Text-to-Speech (TTS) Providers

Text-to-Speech (TTS) Providers

dIKta.me implements a flexible, multi-tier execution strategy for Text-to-Speech (TTS) generation, enabling offline local inference via ONNX and high-quality cloud generation through a unified provider interface.

Provider Architecture

All TTS engines implement the ITTSProvider interface, allowing the TtsSpeaker service to route requests seamlessly.

public interface ITTSProvider : IDisposable
{
    string ProviderName { get; }
    bool SupportsStreaming { get; }

    /// <summary>Synthesize text to audio bytes (full generation).</summary>
    Task<TtsResult> SynthesizeAsync(
        string text,
        string? voiceId = null,
        CancellationToken cancellationToken = default);

    /// <summary>Check if the provider is ready (model loaded / API reachable).</summary>
    Task<bool> IsAvailableAsync(CancellationToken cancellationToken = default);
}

The TtsResult encapsulates the synthesized audio along with metadata, including the PCM/WAV byte array, sample rate, and generation latency.

Available Providers

KokoroTtsProvider (Local)

The default local provider utilizes KokoroSharp, wrapping the highly efficient Kokoro-ONNX models (82M parameters).

  • Execution: Runs in-process with zero external dependencies.
  • Variants: Supports int8 (88 MB), fp16 (169 MB), and fp32 (310 MB) precision models via Microsoft.ML.OnnxRuntime.
  • Latency: Generates speech typically in 300–500ms.
  • License compliance: Kokoro's internal consumption of the GPLv3 eSpeak-NG phonemizer is isolated to process invocations under "mere aggregation," requiring only attribution.

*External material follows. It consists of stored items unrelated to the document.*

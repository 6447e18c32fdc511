//! Core use-case services.
//!
//! # Responsibility
//! - Orchestrate repository calls into the board API the host uses.
//! - Keep transport layers (websocket, HTTP) decoupled from storage
//!   details and broadcast mechanics.

pub mod board_service;
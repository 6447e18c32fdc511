//! SQLite migration registry and executor.
//!
//! # Responsibility
//! - Register schema migrations in strictly increasing order.
//! - Apply pending migrations atomically.
//!
//! # Invariants
//! - `version` values must remain monotonic.
//! - Applied migration version is mirrored to `PRAGMA user_version`.

use crate::db::{DbError, DbResult};
use rusqlite::Connection;

#[derive(Debug, Clone, Copy)]
struct Migration {
    version: u32,
    sql: &'static str,
}

const MIGRATIONS: &[Migration] = &[
    Migration {
        version: 1,
        sql: include_str!("0001_init.sql"),
    },
    Migration {
        version: 2,
        sql: include_str!("0002_seed_columns.sql"),
    },
    Migration {
        version: 3,
        sql: include_str!("0003_tags.sql"),
    },
];

/// Returns the latest migration version known by this binary.
pub fn latest_version() -> u32 {
    MIGRATIONS.last().map_or(0, |migration| migration.version)
}

/// Applies all pending migrations on the provided connection.
pub fn apply_migrations(conn: &mut Connection) -> DbResult<()> {
    let current_version = current_user_version(conn)?;
    let latest = latest_version();

    if current_version > latest {
        return Err(DbError::UnsupportedSchemaVersion {
            db_version: current_version,
            latest_supported: latest,
        });
    }

    if current_version == latest {
        return Ok(());
    }

    let tx = conn.transaction()?;
    for migration in MIGRATIONS {
        if migration.version <= current_version {
            continue;
        }

        tx.execute_batch(migration.sql)?;
        tx.execute_batch(&format!("PRAGMA user_version = {};", migration.version))?;
    }
    tx.commit()?;

    Ok(())
}

fn current_user_version(conn: &Connection) -> DbResult<u32> {
    let version = conn.query_row("PRAGMA user_version;", [], |row| row.get::<_, u32>(0))?;
    Ok(version)
}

DeepgramTtsProvider (Cloud Default)

Leverages the existing Deepgram .NET SDK integration to execute the Aura-2 TTS models using the same API key deployed for the primary dictate STT operations. Provides 90-200ms TTFB across HTTP/WebSockets.

InworldTtsProvider & OpenAITtsProvider (Premium Cloud)

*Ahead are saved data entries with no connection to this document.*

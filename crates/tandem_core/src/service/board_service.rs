//! Board use-case service.
//!
//! # Responsibility
//! - Provide the task create/move/update/delete/read API for hosts.
//! - Validate and normalize input before it reaches storage.
//! - Emit exactly one broadcast event per successful mutation.
//!
//! # Invariants
//! - Titles are stored trimmed; blank or oversized titles never reach the
//!   repository.
//! - In-place move requests write nothing and broadcast nothing.
//! - A contended write is retried once after a fixed backoff, then
//!   surfaced to the caller.

use crate::fanout::FanoutRegistry;
use crate::model::board::{BoardEvent, BoardEventKind, BoardSnapshot, ColumnTasks};
use crate::model::task::{validate_title, Priority, Task, TaskId, TaskValidationError};
use crate::repo::column_repo::{ColumnRepoError, ColumnRepository};
use crate::repo::task_repo::{normalize_tags, NewTask, TaskPatch, TaskRepoError, TaskRepository};
use log::{info, warn};
use std::error::Error;
use std::fmt::{Display, Formatter};
use std::sync::Arc;
use std::thread;
use std::time::Duration;

/// Fixed backoff before the single automatic retry of a contended write.
const CONTENTION_RETRY_BACKOFF: Duration = Duration::from_millis(50);

/// Service error for board use-cases.
#[derive(Debug)]
pub enum BoardServiceError {
    /// Title failed trim/length rules.
    InvalidTitle(TaskValidationError),
    /// Tag input contains empty values.
    InvalidTag(String),
    /// Target task does not exist.
    TaskNotFound(TaskId),
    /// Referenced column id is not part of the board.
    InvalidColumn(String),
    /// Anchor task cannot order the requested slot.
    InvalidAnchor(TaskId),
    /// Write stayed contended after the automatic retry.
    Contention,
    /// Task persistence failure.
    Repo(TaskRepoError),
    /// Column persistence failure.
    Columns(ColumnRepoError),
}

impl Display for BoardServiceError {
    fn fmt(&self, f: &mut Formatter<'_>) -> std::fmt::Result {
        match self {
            Self::InvalidTitle(err) => write!(f, "{err}"),
            Self::InvalidTag(value) => write!(f, "invalid tag: `{value}`"),
            Self::TaskNotFound(id) => write!(f, "task not found: {id}"),
            Self::InvalidColumn(column_id) => write!(f, "unknown column: `{column_id}`"),
            Self::InvalidAnchor(id) => write!(f, "invalid anchor task: {id}"),
            Self::Contention => {
                write!(f, "board is busy with another write; try the request again")
            }
            Self::Repo(err) => write!(f, "{err}"),
            Self::Columns(err) => write!(f, "{err}"),
        }
    }
}

impl Error for BoardServiceError {
    fn source(&self) -> Option<&(dyn Error + 'static)> {
        match self {
            Self::InvalidTitle(err) => Some(err),
            Self::Repo(err) => Some(err),
            Self::Columns(err) => Some(err),
            _ => None,
        }
    }
}

impl From<TaskRepoError> for BoardServiceError {
    fn from(value: TaskRepoError) -> Self {
        match value {
            TaskRepoError::TaskNotFound(id) => Self::TaskNotFound(id),
            TaskRepoError::ColumnNotFound(column_id) => Self::InvalidColumn(column_id),
            TaskRepoError::AnchorNotInColumn(id) => Self::InvalidAnchor(id),
            TaskRepoError::UnorderableAnchors { after, .. } => Self::InvalidAnchor(after),
            TaskRepoError::Contention => Self::Contention,
            other => Self::Repo(other),
        }
    }
}

impl From<ColumnRepoError> for BoardServiceError {
    fn from(value: ColumnRepoError) -> Self {
        Self::Columns(value)
    }
}

/// Create payload accepted from hosts.
#[derive(Debug, Clone, PartialEq, Eq)]
pub struct CreateTaskRequest {
    pub column_id: String,
    pub title: String,
    pub description: Option<String>,
    /// Defaults to [`Priority::Medium`] when omitted.
    pub priority: Option<Priority>,
    pub tags: Vec<String>,
}

/// Move payload accepted from hosts.
///
/// Omitting `target_column_id` keeps the task in its current column;
/// omitting both anchors appends at the target column tail.
#[derive(Debug, Clone, PartialEq, Eq)]
pub struct MoveTaskRequest {
    pub task_uuid: TaskId,
    pub target_column_id: Option<String>,
    pub after: Option<TaskId>,
    pub before: Option<TaskId>,
}

/// Board service facade over repository implementations.
pub struct BoardService<C: ColumnRepository, T: TaskRepository> {
    columns: C,
    tasks: T,
    fanout: Arc<FanoutRegistry>,
}

impl<C: ColumnRepository, T: TaskRepository> BoardService<C, T> {
    /// Creates a service using the provided repositories and sink registry.
    pub fn new(columns: C, tasks: T, fanout: Arc<FanoutRegistry>) -> Self {
        Self {
            columns,
            tasks,
            fanout,
        }
    }

    /// Creates one task at the tail of the requested column.
    pub fn create_task(&self, request: &CreateTaskRequest) -> Result<Task, BoardServiceError> {
        let title = request.title.trim().to_string();
        validate_title(&title).map_err(BoardServiceError::InvalidTitle)?;
        for tag in &request.tags {
            if tag.trim().is_empty() {
                return Err(BoardServiceError::InvalidTag(tag.clone()));
            }
        }

        let draft = NewTask {
            column_id: request.column_id.clone(),
            title,
            description: request.description.clone(),
            priority: request.priority.unwrap_or_default(),
            tags: normalize_tags(&request.tags),
        };
        let task = retry_once_on_contention("create_task", || {
            self.tasks
                .insert_task(&draft)
                .map_err(BoardServiceError::from)
        })?;

        info!(
            "event=task_created module=service task={} code={} column={}",
            task.uuid, task.code, task.column_id
        );
        self.emit_event(BoardEventKind::TaskCreated, task.uuid, &[&task.column_id]);
        Ok(task)
    }

    /// Places one task relative to optional anchors, possibly in another
    /// column. An in-place request returns the current task untouched.
    pub fn move_task(&self, request: &MoveTaskRequest) -> Result<Task, BoardServiceError> {
        let outcome = retry_once_on_contention("move_task", || {
            self.tasks
                .move_task(
                    request.task_uuid,
                    request.target_column_id.as_deref(),
                    request.after,
                    request.before,
                )
                .map_err(BoardServiceError::from)
        })?;

        if !outcome.moved {
            return Ok(outcome.task);
        }

        info!(
            "event=task_moved module=service task={} from={} to={}",
            outcome.task.uuid, outcome.source_column_id, outcome.task.column_id
        );
        if outcome.source_column_id == outcome.task.column_id {
            self.emit_event(
                BoardEventKind::TaskMoved,
                outcome.task.uuid,
                &[&outcome.task.column_id],
            );
        } else {
            self.emit_event(
                BoardEventKind::TaskMoved,
                outcome.task.uuid,
                &[&outcome.source_column_id, &outcome.task.column_id],
            );
        }
        Ok(outcome.task)
    }

    /// Applies a partial field update. An empty patch is a plain read.
    pub fn update_task(&self, uuid: TaskId, patch: TaskPatch) -> Result<Task, BoardServiceError> {
        if patch.is_empty() {
            return self
                .get_task(uuid)?
                .ok_or(BoardServiceError::TaskNotFound(uuid));
        }

        let mut normalized = patch;
        if let Some(title) = normalized.title.take() {
            let title = title.trim().to_string();
            validate_title(&title).map_err(BoardServiceError::InvalidTitle)?;
            normalized.title = Some(title);
        }
        if let Some(tags) = normalized.tags.take() {
            for tag in &tags {
                if tag.trim().is_empty() {
                    return Err(BoardServiceError::InvalidTag(tag.clone()));
                }
            }
            normalized.tags = Some(normalize_tags(&tags));
        }

        let task = retry_once_on_contention("update_task", || {
            self.tasks
                .update_task_fields(uuid, &normalized)
                .map_err(BoardServiceError::from)
        })?;

        info!("event=task_updated module=service task={}", task.uuid);
        self.emit_event(BoardEventKind::TaskUpdated, task.uuid, &[&task.column_id]);
        Ok(task)
    }

    /// Hard-deletes one task and returns its final state.
    pub fn delete_task(&self, uuid: TaskId) -> Result<Task, BoardServiceError> {
        let task = retry_once_on_contention("delete_task", || {
            self.tasks
                .delete_task(uuid)
                .map_err(BoardServiceError::from)
        })?;

        info!(
            "event=task_deleted module=service task={} column={}",
            task.uuid, task.column_id
        );
        self.emit_event(BoardEventKind::TaskDeleted, task.uuid, &[&task.column_id]);
        Ok(task)
    }

    /// Gets one task by stable id.
    pub fn get_task(&self, uuid: TaskId) -> Result<Option<Task>, BoardServiceError> {
        Ok(self.tasks.get_task(uuid)?)
    }

    /// Gets one task by its human-facing code.
    pub fn get_task_by_code(&self, code: &str) -> Result<Option<Task>, BoardServiceError> {
        Ok(self.tasks.get_task_by_code(code)?)
    }

    /// Lists one column's tasks in board order.
    pub fn list_column(&self, column_id: &str) -> Result<Vec<Task>, BoardServiceError> {
        if self.columns.get_column(column_id)?.is_none() {
            return Err(BoardServiceError::InvalidColumn(column_id.to_string()));
        }
        Ok(self.tasks.list_column_tasks(column_id)?)
    }

    /// Materializes the full board, columns ascending by display rank.
    pub fn list_board(&self) -> Result<BoardSnapshot, BoardServiceError> {
        let columns = self.columns.list_columns()?;
        let mut snapshot = Vec::with_capacity(columns.len());
        for column in columns {
            let tasks = self.tasks.list_column_tasks(&column.column_id)?;
            snapshot.push(ColumnTasks { column, tasks });
        }
        Ok(BoardSnapshot { columns: snapshot })
    }

    /// Builds fresh snapshots of the affected columns and fans the event
    /// out. The mutation already committed, so snapshot or delivery
    /// problems are logged and dropped instead of failing the call.
    fn emit_event(&self, kind: BoardEventKind, task_uuid: TaskId, column_ids: &[&str]) {
        let mut columns = Vec::with_capacity(column_ids.len());
        for column_id in column_ids {
            match self.column_snapshot(column_id) {
                Ok(snapshot) => columns.push(snapshot),
                Err(err) => {
                    warn!(
                        "event=fanout_snapshot module=service status=skip column={column_id} error={err}"
                    );
                    return;
                }
            }
        }

        let event = BoardEvent {
            kind,
            task_uuid,
            columns,
        };
        self.fanout.emit(&event);
    }

    fn column_snapshot(&self, column_id: &str) -> Result<ColumnTasks, BoardServiceError> {
        let column = self
            .columns
            .get_column(column_id)?
            .ok_or_else(|| BoardServiceError::InvalidColumn(column_id.to_string()))?;
        let tasks = self.tasks.list_column_tasks(column_id)?;
        Ok(ColumnTasks { column, tasks })
    }
}

fn retry_once_on_contention<T>(
    operation: &'static str,
    mut attempt: impl FnMut() -> Result<T, BoardServiceError>,
) -> Result<T, BoardServiceError> {
    match attempt() {
        Err(BoardServiceError::Contention) => {
            warn!(
                "event=contention_retry module=service op={operation} backoff_ms={}",
                CONTENTION_RETRY_BACKOFF.as_millis()
            );
            thread::sleep(CONTENTION_RETRY_BACKOFF);
            attempt()
        }
        other => other,
    }
}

Implements standard REST clients for external HTTP integrations using standard ASP.NET HttpClient patterns. Authentication keys are dynamically injected via DPAPI SecureStorage.

Lifecycle and Routing

The TTSProviderFactory initializes and caches ITTSProvider instances to prevent redundant allocations or constant re-loading of local ONNX models.

During playback requests, the TTSRouter evaluates the active application TtsSettings. It dynamically falls back to alternate providers if the chosen API is unavailable or if the local model has failed to initialize.

Audio Player Pipeline

Audio is subsequently streamed directly through the TtsPlayerService leveraging NAudio's WasapiOut. The player instance seamlessly synchronizes with the AudioDucker to drop the system volume of background applications during active playback. Playback can be interrupted instantaneously by evaluating hotkey states or application state transitions (e.g. initiating a new dictation instance).

Text Sanitization

Raw Markdown from LLM responses is heavily sanitized via the static TextCleaner class before processing. This strips header (#) markers, transforms list bullets into pauses, expands common symbols ($ to "dollars"), and aggressively truncates excessively long output boundaries prior to inference.